> _Problem requirements_:
Search the listing for the word "delivered". Copy every line where it is found.

> _Material provided_:
>>>>
//! One canonical-side session: the store, the tool registry, and the
//! broadcaster, wired together. The store lives and dies with the session —
//! there is no process-wide board.

use tracing::debug;

use crate::store::IssueStore;
use crate::sync::{Snapshot, StateBroadcaster};
use crate::tools::{ToolCall, ToolRegistry, ToolReply};

#[derive(Debug)]
pub struct BoardSession {
    store: IssueStore,
    registry: ToolRegistry,
    broadcaster: StateBroadcaster,
}

impl BoardSession {
    pub fn new(project_name: impl Into<String>) -> Self {
        Self {
            store: IssueStore::new(),
            registry: ToolRegistry::new(),
            broadcaster: StateBroadcaster::new(project_name),
        }
    }

    #[must_use]
    pub const fn store(&self) -> &IssueStore {
        &self.store
    }

    #[must_use]
    pub const fn registry(&self) -> &ToolRegistry {
        &self.registry
    }

    /// Run one tool call. Mutating calls additionally yield an agent-origin
    /// snapshot for the replica side; reads and rejected calls yield none.
    pub fn dispatch(&mut self, call: &ToolCall) -> (ToolReply, Option<Snapshot>) {
        let outcome = self.registry.dispatch(&mut self.store, call);
        let snapshot = outcome
            .mutated
            .then(|| self.broadcaster.broadcast(self.store.list()));
        (outcome.reply, snapshot)
    }

    /// Adopt a replica push wholesale and return the echo to send back.
    pub fn adopt(&mut self, inbound: &Snapshot) -> Snapshot {
        debug!(
            version = inbound.version,
            count = inbound.board.issues.len(),
            "adopting replica snapshot"
        );
        self.store.replace_all(inbound.board.issues.clone());
        self.broadcaster.reflect(inbound, self.store.list())
    }

    /// A fresh snapshot of the canonical board, on demand.
    pub fn snapshot(&mut self) -> Snapshot {
        self.broadcaster.broadcast(self.store.list())
    }
}
//! Snapshot-based state propagation between the canonical side and the
//! UI-held replica.
//!
//! Every propagated state is a full, self-contained copy of the board (no
//! deltas) tagged with the side that originated the underlying change and a
//! monotonically increasing version. The tag/version pair is what lets the
//! replica tell a pure echo of its own push apart from an independent remote
//! change — there is no shared mutable flag anywhere in the loop.
//!
//! The transport itself is external; [`bus::InMemoryBus`] stands in for it
//! in tests and single-process harnesses.

pub mod bus;
pub mod replica;

pub use replica::{BoardReplica, ObserveOutcome, SyncPhase};

use serde::{Deserialize, Serialize};

use crate::model::{BoardState, Issue};

/// Which side originated the change a snapshot carries.
#[derive(Debug, Clone, Copy, PartialEq, Eq, Serialize, Deserialize)]
#[serde(rename_all = "lowercase")]
pub enum SnapshotOrigin {
    /// Canonical-side mutation (a tool call).
    Agent,
    /// Replica-side local edit.
    Ui,
}

/// A full copy of board state at a point in time, tagged for echo detection.
#[derive(Debug, Clone, PartialEq, Eq, Serialize, Deserialize)]
pub struct Snapshot {
    pub origin: SnapshotOrigin,
    pub version: u64,
    pub board: BoardState,
}

/// Produces canonical-side snapshots: on demand, and after every mutation.
#[derive(Debug)]
pub struct StateBroadcaster {
    project_name: String,
    next_version: u64,
}

impl StateBroadcaster {
    pub fn new(project_name: impl Into<String>) -> Self {
        Self {
            project_name: project_name.into(),
            next_version: 0,
        }
    }

    #[must_use]
    pub fn project_name(&self) -> &str {
        &self.project_name
    }

    /// A fresh agent-origin snapshot of `issues` with the next version.
    pub fn broadcast(&mut self, issues: &[Issue]) -> Snapshot {
        self.next_version += 1;
        Snapshot {
            origin: SnapshotOrigin::Agent,
            version: self.next_version,
            board: BoardState {
                issues: issues.to_vec(),
                project_name: self.project_name.clone(),
            },
        }
    }

    /// Reflect an adopted inbound snapshot back to its sender, preserving its
    /// origin tag and version: the echo is the same logical state, not a new
    /// change, so it must not consume a fresh version.
    pub fn reflect(&self, inbound: &Snapshot, issues: &[Issue]) -> Snapshot {
        Snapshot {
            origin: inbound.origin,
            version: inbound.version,
            board: BoardState {
                issues: issues.to_vec(),
                project_name: self.project_name.clone(),
            },
        }
    }
}

#[cfg(test)]
mod tests {
    use super::{SnapshotOrigin, StateBroadcaster};
    use crate::model::IssueDraft;

    #[test]
    fn broadcast_versions_increase_monotonically() {
        let mut broadcaster = StateBroadcaster::new("Pasithea");
        let first = broadcaster.broadcast(&[]);
        let second = broadcaster.broadcast(&[]);
        assert_eq!(first.origin, SnapshotOrigin::Agent);
        assert!(second.version > first.version);
    }

    #[test]
    fn broadcast_copies_issues_and_project_name() {
        let mut broadcaster = StateBroadcaster::new("Pasithea");
        let issue = IssueDraft {
            title: "snap".to_string(),
            ..IssueDraft::default()
        }
        .into_issue("ISS-1".to_string());
        let snapshot = broadcaster.broadcast(std::slice::from_ref(&issue));
        assert_eq!(snapshot.board.project_name, "Pasithea");
        assert_eq!(snapshot.board.issues, [issue]);
    }

    #[test]
    fn reflect_preserves_origin_and_version() {
        let mut broadcaster = StateBroadcaster::new("Pasithea");
        let mut inbound = broadcaster.broadcast(&[]);
        inbound.origin = SnapshotOrigin::Ui;
        inbound.version = 41;

        let echo = broadcaster.reflect(&inbound, &[]);
        assert_eq!(echo.origin, SnapshotOrigin::Ui);
        assert_eq!(echo.version, 41);

        // A later broadcast still advances the canonical counter independently.
        let next = broadcaster.broadcast(&[]);
        assert_eq!(next.origin, SnapshotOrigin::Agent);
        assert_eq!(next.version, 2);
    }

    #[test]
    fn snapshot_wire_shape() {
        let mut broadcaster = StateBroadcaster::new("Pasithea");
        let snapshot = broadcaster.broadcast(&[]);
        let value = serde_json::to_value(&snapshot).unwrap();
        assert_eq!(value["origin"], "agent");
        assert_eq!(value["version"], 1);
        assert_eq!(value["board"]["projectName"], "Pasithea");
        assert!(value["board"]["issues"].as_array().unwrap().is_empty());
    }
}
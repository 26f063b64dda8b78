//! `pas schema` — the declared tool contract, as shipped to the engine.

use clap::Args;
use serde_json::json;
use std::io::Write;

use pasithea_core::tools::{INSTRUCTIONS, TOOLS};

use crate::output::{render, OutputMode};

#[derive(Args, Debug)]
pub struct SchemaArgs {}

pub fn run(_args: &SchemaArgs, output: OutputMode) -> anyhow::Result<()> {
    let contract = json!({
        "instructions": INSTRUCTIONS,
        "tools": TOOLS,
    });

    render(output, &contract, |_, w| {
        for tool in TOOLS {
            writeln!(w, "{} — {}", tool.name, tool.description)?;
            for param in tool.parameters {
                let requirement = if param.required { "required" } else { "optional" };
                write!(w, "  {} ({requirement}) — {}", param.name, param.description)?;
                if let Some(allowed) = param.allowed {
                    write!(w, " [{}]", allowed.join(", "))?;
                }
                writeln!(w)?;
            }
        }
        Ok(())
    })
}

#[cfg(test)]
mod tests {
    use super::*;

    #[test]
    fn schema_renders_in_both_modes() {
        assert!(run(&SchemaArgs {}, OutputMode::Text).is_ok());
        assert!(run(&SchemaArgs {}, OutputMode::Json).is_ok());
    }
}
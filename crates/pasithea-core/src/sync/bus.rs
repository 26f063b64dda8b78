//! In-memory snapshot channels standing in for the external transport.
//!
//! Delivery is reliable and ordered within one session, matching the
//! transport assumptions of the contract. [`pump`] drains both directions
//! until quiescence; it terminates because observing a snapshot never
//! produces another outbound push.

use std::collections::VecDeque;

use crate::session::BoardSession;
use crate::sync::replica::BoardReplica;
use crate::sync::Snapshot;

/// A pair of ordered queues: canonical side → replica and back.
#[derive(Debug, Default)]
pub struct InMemoryBus {
    to_replica: VecDeque<Snapshot>,
    to_session: VecDeque<Snapshot>,
}

impl InMemoryBus {
    #[must_use]
    pub const fn new() -> Self {
        Self {
            to_replica: VecDeque::new(),
            to_session: VecDeque::new(),
        }
    }

    pub fn push_to_replica(&mut self, snapshot: Snapshot) {
        self.to_replica.push_back(snapshot);
    }

    pub fn push_to_session(&mut self, snapshot: Snapshot) {
        self.to_session.push_back(snapshot);
    }

    pub fn next_for_replica(&mut self) -> Option<Snapshot> {
        self.to_replica.pop_front()
    }

    pub fn next_for_session(&mut self) -> Option<Snapshot> {
        self.to_session.pop_front()
    }

    /// True when nothing is in flight in either direction.
    #[must_use]
    pub fn is_idle(&self) -> bool {
        self.to_replica.is_empty() && self.to_session.is_empty()
    }
}

/// Shuttle snapshots between the two sides until the bus is idle.
///
/// Replica pushes are adopted by the session and echoed back; everything
/// addressed to the replica is observed. Returns the number of snapshots
/// delivered.
pub fn pump(
    session: &mut BoardSession,
    replica: &mut BoardReplica,
    bus: &mut InMemoryBus,
) -> usize {
    let mut delivered = 0;
    loop {
        let mut progressed = false;
        if let Some(snapshot) = bus.next_for_session() {
            let echo = session.adopt(&snapshot);
            bus.push_to_replica(echo);
            delivered += 1;
            progressed = true;
        }
        if let Some(snapshot) = bus.next_for_replica() {
            replica.observe(&snapshot);
            delivered += 1;
            progressed = true;
        }
        if !progressed {
            break;
        }
    }
    delivered
}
<<<<
> _Result for this exercise_:
/// delivered.
    let mut delivered = 0;
            delivered += 1;
            delivered += 1;
    delivered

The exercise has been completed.